表2 2組患者術前化療后的TRG比較/例
由表3可見,實驗組手術總緩解率為59.2%,顯著高于對照組的46.0%(χ2=3.977,P=0.046);實驗組術后1年保肛率為74.6%(97/130)顯著高于對照組的62.0%(62/100),差異有統計學意義(χ2=4.215,P=0.040);實驗組1年局部復發率為4.6%(6/130),顯著低于對照組的12.0%(12/100),差異有統計學意義(χ2=4.273,P=0.039)。見表3。

表3 2組患者術后臨床療效比較/例
2組患者圍術期不良反應發生率的差異無統計學意義(P>0.05)。見表4。

表4 2組患者圍術期不良反應發生情況的比較(例,%)
直腸癌發病率僅次于胃癌、食管癌,據統計,直腸癌每年發病率以4.2%的比例呈現逐年遞增趨勢[1]。目前臨床治療直腸癌以外科手術為主,其中全系膜切除術(TME)治療直腸癌的臨床療效顯著,然而,術后局部復發一直是困擾臨床治療的問題之一,可能導致直腸癌患者手術治療的失敗。據統計,Ⅱ~Ⅲ期直腸癌患者僅行手術治療后出現局部復發的可能性高達15%~65%,嚴重影響患者術后預后及生活質量[7],因此,放化療成為輔助手術治療,提高臨床療效的重要治療方法。有研究報道,術后輔助放化療可將直腸癌患者術后局部復發率控制在5%左右[8]。既往諸多研究證實,術前輔助放化療提高臨床療效、降低局部復發率的效果顯著優于術后輔助放化療[9]。

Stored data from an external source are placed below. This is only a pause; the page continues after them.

//! On-disk index of committed spans.
//!
//! The index is a single JSON document listing every key with its spans in
//! least-recently-used order. It is written to a sibling temporary file and
//! renamed over the previous version, so a crash leaves either the old or the
//! new index, never a torn one. A document that fails to parse is discarded
//! and the cache starts empty.

use chrono::{DateTime, Utc};
use serde::{Deserialize, Serialize};
use sha2::{Digest, Sha256};
use std::fs;
use std::io;
use std::path::{Path, PathBuf};
use tracing::warn;

pub(crate) const INDEX_VERSION: u32 = 1;

pub(crate) const SPAN_EXTENSION: &str = "span";
pub(crate) const TEMP_EXTENSION: &str = "tmp";

#[derive(Debug, Clone, Serialize, Deserialize)]
pub(crate) struct IndexFile {
    pub version: u32,
    pub entries: Vec<IndexRecord>,
}

#[derive(Debug, Clone, Serialize, Deserialize)]
pub(crate) struct IndexRecord {
    pub key: String,
    #[serde(default)]
    pub content_length: Option<u64>,
    pub last_access: DateTime<Utc>,
    pub spans: Vec<SpanRecord>,
}

#[derive(Debug, Clone, Copy, PartialEq, Eq, Serialize, Deserialize)]
pub(crate) struct SpanRecord {
    pub start: u64,
    pub length: u64,
}

/// Hex SHA-256 of the key; keeps file names short and filesystem-safe.
pub(crate) fn key_digest(key: &str) -> String {
    let mut hasher = Sha256::new();
    hasher.update(key.as_bytes());
    hex::encode(hasher.finalize())
}

/// `<digest>.<start>.span`
pub(crate) fn span_file_name(key: &str, start: u64) -> String {
    format!("{}.{}.{}", key_digest(key), start, SPAN_EXTENSION)
}

/// `<digest>.<start>.<nonce>.tmp`
pub(crate) fn temp_file_name(key: &str, start: u64, nonce: &str) -> String {
    format!("{}.{}.{}.{}", key_digest(key), start, nonce, TEMP_EXTENSION)
}

/// Whether the file name belongs to the cache's own span or temp files.
pub(crate) fn is_cache_artifact(name: &str) -> bool {
    Path::new(name)
        .extension()
        .and_then(|ext| ext.to_str())
        .map(|ext| ext == SPAN_EXTENSION || ext == TEMP_EXTENSION)
        .unwrap_or(false)
}

/// Read the index; `None` when it is missing, unreadable or corrupt.
pub(crate) fn load(path: &Path) -> Option<IndexFile> {
    let raw = match fs::read(path) {
        Ok(raw) => raw,
        Err(e) if e.kind() == io::ErrorKind::NotFound => return None,
        Err(e) => {
            warn!(path = %path.display(), error = %e, "Cache index unreadable, starting empty");
            return None;
        }
    };

    match serde_json::from_slice::<IndexFile>(&raw) {
        Ok(index) if index.version == INDEX_VERSION => Some(index),
        Ok(index) => {
            warn!(version = index.version, "Unsupported cache index version, starting empty");
            None
        }
        Err(e) => {
            warn!(path = %path.display(), error = %e, "Cache index corrupt, starting empty");
            if let Err(e) = fs::remove_file(path) {
                warn!(error = %e, "Failed to remove corrupt cache index");
            }
            None
        }
    }
}

/// Atomically replace the index at `path`.
pub(crate) fn save(path: &Path, index: &IndexFile) -> io::Result<()> {
    let data =
        serde_json::to_vec(index).map_err(|e| io::Error::new(io::ErrorKind::InvalidData, e))?;
    let tmp = temp_index_path(path);
    fs::write(&tmp, data)?;
    if let Err(e) = fs::rename(&tmp, path) {
        let _ = fs::remove_file(&tmp);
        return Err(e);
    }
    Ok(())
}

fn temp_index_path(path: &Path) -> PathBuf {
    let mut name = path
        .file_name()
        .map(|n| n.to_os_string())
        .unwrap_or_default();
    name.push(".");
    name.push(TEMP_EXTENSION);
    path.with_file_name(name)
}
impl Visit for EntryVisitor {
    fn record_str(&mut self, field: &Field, value: &str) {
        self.put(field, value.to_string());
    }

    fn record_debug(&mut self, field: &Field, value: &dyn fmt::Debug) {
        self.put(field, format!("{:?}", value));
    }
}

fn sink_level(level: &tracing::Level) -> LogLevel {
    use tracing::Level;

    match *level {
        Level::ERROR => LogLevel::Error,
        Level::WARN => LogLevel::Warn,
        Level::INFO => LogLevel::Info,
        Level::DEBUG => LogLevel::Debug,
        Level::TRACE => LogLevel::Trace,
    }
}

fn redact_field(name: &str, value: &str) -> String {
    if URL_FIELDS.contains(&name) {
        redact_url(value).to_string()
    } else {
        redact_if_sensitive(name, value)
    }
}

// ============================================================================
// Redaction helpers
// ============================================================================

/// Drop the query string and fragment from a URL.
///
/// Signed media URLs carry credentials in the query; the path alone is enough
/// to identify the resource in logs.
///
/// ```ignore
/// use core_runtime::logging::redact_url;
///
/// tracing::debug!(url = %redact_url(&url), "Opening data source");
/// ```
pub fn redact_url(url: &str) -> &str {
    bridge_traits::strip_query(url)
}

/// Redact the value of a header or field whose name marks it as sensitive.
///
/// ```ignore
/// for (name, value) in &headers {
///     tracing::trace!(header = %name, value = %redact_if_sensitive(name, value));
/// }
/// ```
pub fn redact_if_sensitive(field_name: &str, value: &str) -> String {
    const SENSITIVE_FIELDS: &[&str] = &[
        "authorization",
        "cookie",
        "token",
        "password",
        "secret",
        "api_key",
        "x-amz-security",
        "signature",
    ];

    let field_lower = field_name.to_lowercase();
    if SENSITIVE_FIELDS.iter().any(|&f| field_lower.contains(f)) {
        "[REDACTED]".to_string()
    } else {
        value.to_string()
    }
}

#[cfg(test)]
mod tests {
    use super::*;
    use async_trait::async_trait;
    use bridge_traits::error::Result as SinkResult;
    use std::sync::Mutex;

    #[test]
    fn test_logging_config_builder() {
        let config = LoggingConfig::default()
            .with_format(LogFormat::Json)
            .with_level(LogLevel::Debug)
            .with_redaction(false)
            .with_filter("core_playback=trace")
            .with_spans(false)
            .with_thread_info(true);

        assert_eq!(config.format, LogFormat::Json);
        assert_eq!(config.level, LogLevel::Debug);
        assert!(!config.redact);
        assert_eq!(config.filter, Some("core_playback=trace".to_string()));
        assert!(!config.enable_spans);
        assert!(config.display_thread_info);
    }

    #[test]
    fn test_redact_url() {
        assert_eq!(
            redact_url("https://cdn.example.com/v/a.mp4?sig=abc&exp=1"),
            "https://cdn.example.com/v/a.mp4"
        );
        assert_eq!(
            redact_url("https://cdn.example.com/a.mp4#t=10"),
            "https://cdn.example.com/a.mp4"
        );
        assert_eq!(redact_url("file:///tmp/a.mp4"), "file:///tmp/a.mp4");
    }

    #[test]
    fn test_redact_if_sensitive() {
        assert_eq!(redact_if_sensitive("Authorization", "Bearer x"), "[REDACTED]");
        assert_eq!(redact_if_sensitive("Cookie", "session=1"), "[REDACTED]");
        assert_eq!(redact_if_sensitive("Range", "bytes=0-99"), "bytes=0-99");
    }

    #[test]
    fn test_build_filter() {
        let config = LoggingConfig::default().with_level(LogLevel::Debug);
        let filter = build_filter(&config).unwrap();
        let rendered = filter.to_string();
        assert!(rendered.contains("core_playback=debug"));
        assert!(rendered.contains("reqwest=warn"));
    }

    #[test]
    fn test_build_custom_filter() {
        let config = LoggingConfig::default().with_filter("core_service=trace");
        let filter = build_filter(&config).unwrap();
        assert!(filter.to_string().contains("core_service=trace"));
    }

    #[test]
    fn test_invalid_filter_is_config_error() {
        let config = LoggingConfig::default().with_filter("core_service=notalevel");
        assert!(matches!(build_filter(&config), Err(Error::Config(_))));
    }

    #[test]
    fn test_logger_sink_layer_forwards_and_redacts() {
        let sink = Arc::new(TestLoggerSink::default());
        let trait_sink: Arc<dyn LoggerSink> = sink.clone();
        let layer = LoggerSinkLayer::new(Some(trait_sink), true);
        let subscriber = tracing_subscriber::registry().with(layer);
        let _guard = tracing::subscriber::set_default(subscriber);

        tracing::info!(
            target: "core_playback::source",
            url = "https://h/a.mp4?token=1",
            authorization = "Bearer abc",
            position = 42u64,
            "opening"
        );

        let entries = sink.entries.lock().unwrap();
        assert_eq!(entries.len(), 1);
        let entry = &entries[0];
        assert_eq!(entry.target, "core_playback::source");
        assert_eq!(entry.message, "opening");
        assert_eq!(entry.fields.get("url"), Some(&"https://h/a.mp4".to_string()));
        assert_eq!(
            entry.fields.get("authorization"),
            Some(&"[REDACTED]".to_string())
        );
        assert_eq!(entry.fields.get("position"), Some(&"42".to_string()));
    }

    #[test]
    fn test_logger_sink_respects_min_level() {
        let sink = Arc::new(TestLoggerSink::default());
        let trait_sink: Arc<dyn LoggerSink> = sink.clone();
        let subscriber =
            tracing_subscriber::registry().with(LoggerSinkLayer::new(Some(trait_sink), false));
        let _guard = tracing::subscriber::set_default(subscriber);

        tracing::debug!("dropped");
        tracing::warn!("kept");

        let entries = sink.entries.lock().unwrap();
        assert_eq!(entries.len(), 1);
        assert_eq!(entries[0].message, "kept");
    }

    #[derive(Default)]
    struct TestLoggerSink {
        entries: Mutex<Vec<LogEntry>>,
    }

    #[async_trait]
    impl LoggerSink for TestLoggerSink {
        async fn log(&self, entry: LogEntry) -> SinkResult<()> {
            self.entries.lock().unwrap().push(entry);
            Ok(())
        }
    }
}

目前臨床輔助直腸癌患者術前接受放化療的方式包括2種模式,分別是短程強化放療和常規放療。常規分割放療方案即DT45Gy/25f/5周,患者休息4~6周進行手術,美國多采用此種方案,該方案從患者放療至手術間隔時間較長,明顯的腫瘤組織纖維化、壞死及腫瘤降期及縮小腫瘤的臨床療效均給后期手術降低難度,然而由于該方案放療至手術時間間隔較長,患者期間發生遠處轉移的風險較高[10]。短程強化放療即DT25Gy/5f/1周,患者化療后休息1周后進行手術,歐美國家醫院常采用該方案,可有效降低患者治療期間發生遠處轉移的可能性,但是患者接受該化療方案可能發生術中出血、切口愈合不良、吻合口瘺等不良事件,且由于放化療至手術時間間隔較短,放化療對腫瘤細胞的殺傷性可能不夠充分[11]。由此可見直腸癌患者術前接受放化療,不同的分割放療方案各有利弊。本研究為了將放化療對腫瘤的殺傷作用強化,采用改良短程強化放療方案,化療結束后2~3周進行手術,擬通過比較本院中晚期直腸癌患者術前接受2種分割放療方案對術后臨床療效及預后的影響。

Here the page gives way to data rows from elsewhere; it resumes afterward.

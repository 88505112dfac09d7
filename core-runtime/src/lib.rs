//! # Core Runtime Module
//!
//! Provides the ambient runtime infrastructure for the video cache core:
//! - Logging and tracing infrastructure
//! - Player configuration
//! - Event bus system
//!
//! ## Overview
//!
//! This crate contains the runtime utilities that the playback and service
//! crates depend on. It establishes logging conventions (including redaction
//! of signed URLs), validated configuration with platform defaults, and the
//! broadcast channel used for diagnostics events.

pub mod config;
pub mod error;
pub mod events;
pub mod logging;

pub use error::{Error, Result};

本研究結果顯示,實驗組患者術前接受短程強化放療后TNM降期率顯著高于對照組(P<0.05),由此提示我們,改良短程強化放療對腫瘤細胞的殺傷性較明顯。本研究采用腫瘤消退程度(TRG)評價2組患者對術前不同分割放療方式的敏感性,由表2可以看出,實驗組患者對放化療的敏感性顯著高于對照組(P<0.05),由此提示我們,中晚期直腸癌患者對改良短程強化放療較為敏感,預示其腫瘤殺傷性可能優于常規放療,這可能與其放療強度有關。本研究進一步比較了2組患者放化療手術后的臨床療效,由表3可見,實驗組術后總緩解率顯著高于對照組(P<0.05),且實驗組患者術后1年保肛率顯著高于對照組,局部復發率顯著低于對照組(P<0.05),由此說明,中晚期直腸癌患者術前接受改良強化放化療顯著提高對腫瘤的殺傷性,有利于臨床療效的改善。羅妍等研究員研究發現術前行短程放療(30 Gy共10次,術后2周手術)用于中晚期直腸癌患者對術后保肛率及局部復發率的影響不顯著[12],與本研究結果不一致,這可能與臨床樣本的選擇有關系,因為中晚期結腸癌患者TNM分期情況的不同一定程度影響術前放化療對手術臨床療效的影響。本研究比較了2組患者圍術期不良反應的發生情況,由表4可見,2組患者發生不良反應的差異無統計學意義(P>0.05),由此說明,改良短程強化放療與常規放療相比并沒有顯著增加不良反應發生的風險。
綜上所述,中晚期結腸癌患者術前接受改良短程強化放療一定程度上可降低腫瘤TNM分期,改善術后臨床療效,值得臨床推薦應用,但是由于本研究樣本數量的不足,不同分期結腸癌患者對不同分割放療方案的敏感性還有待進一步具體研究。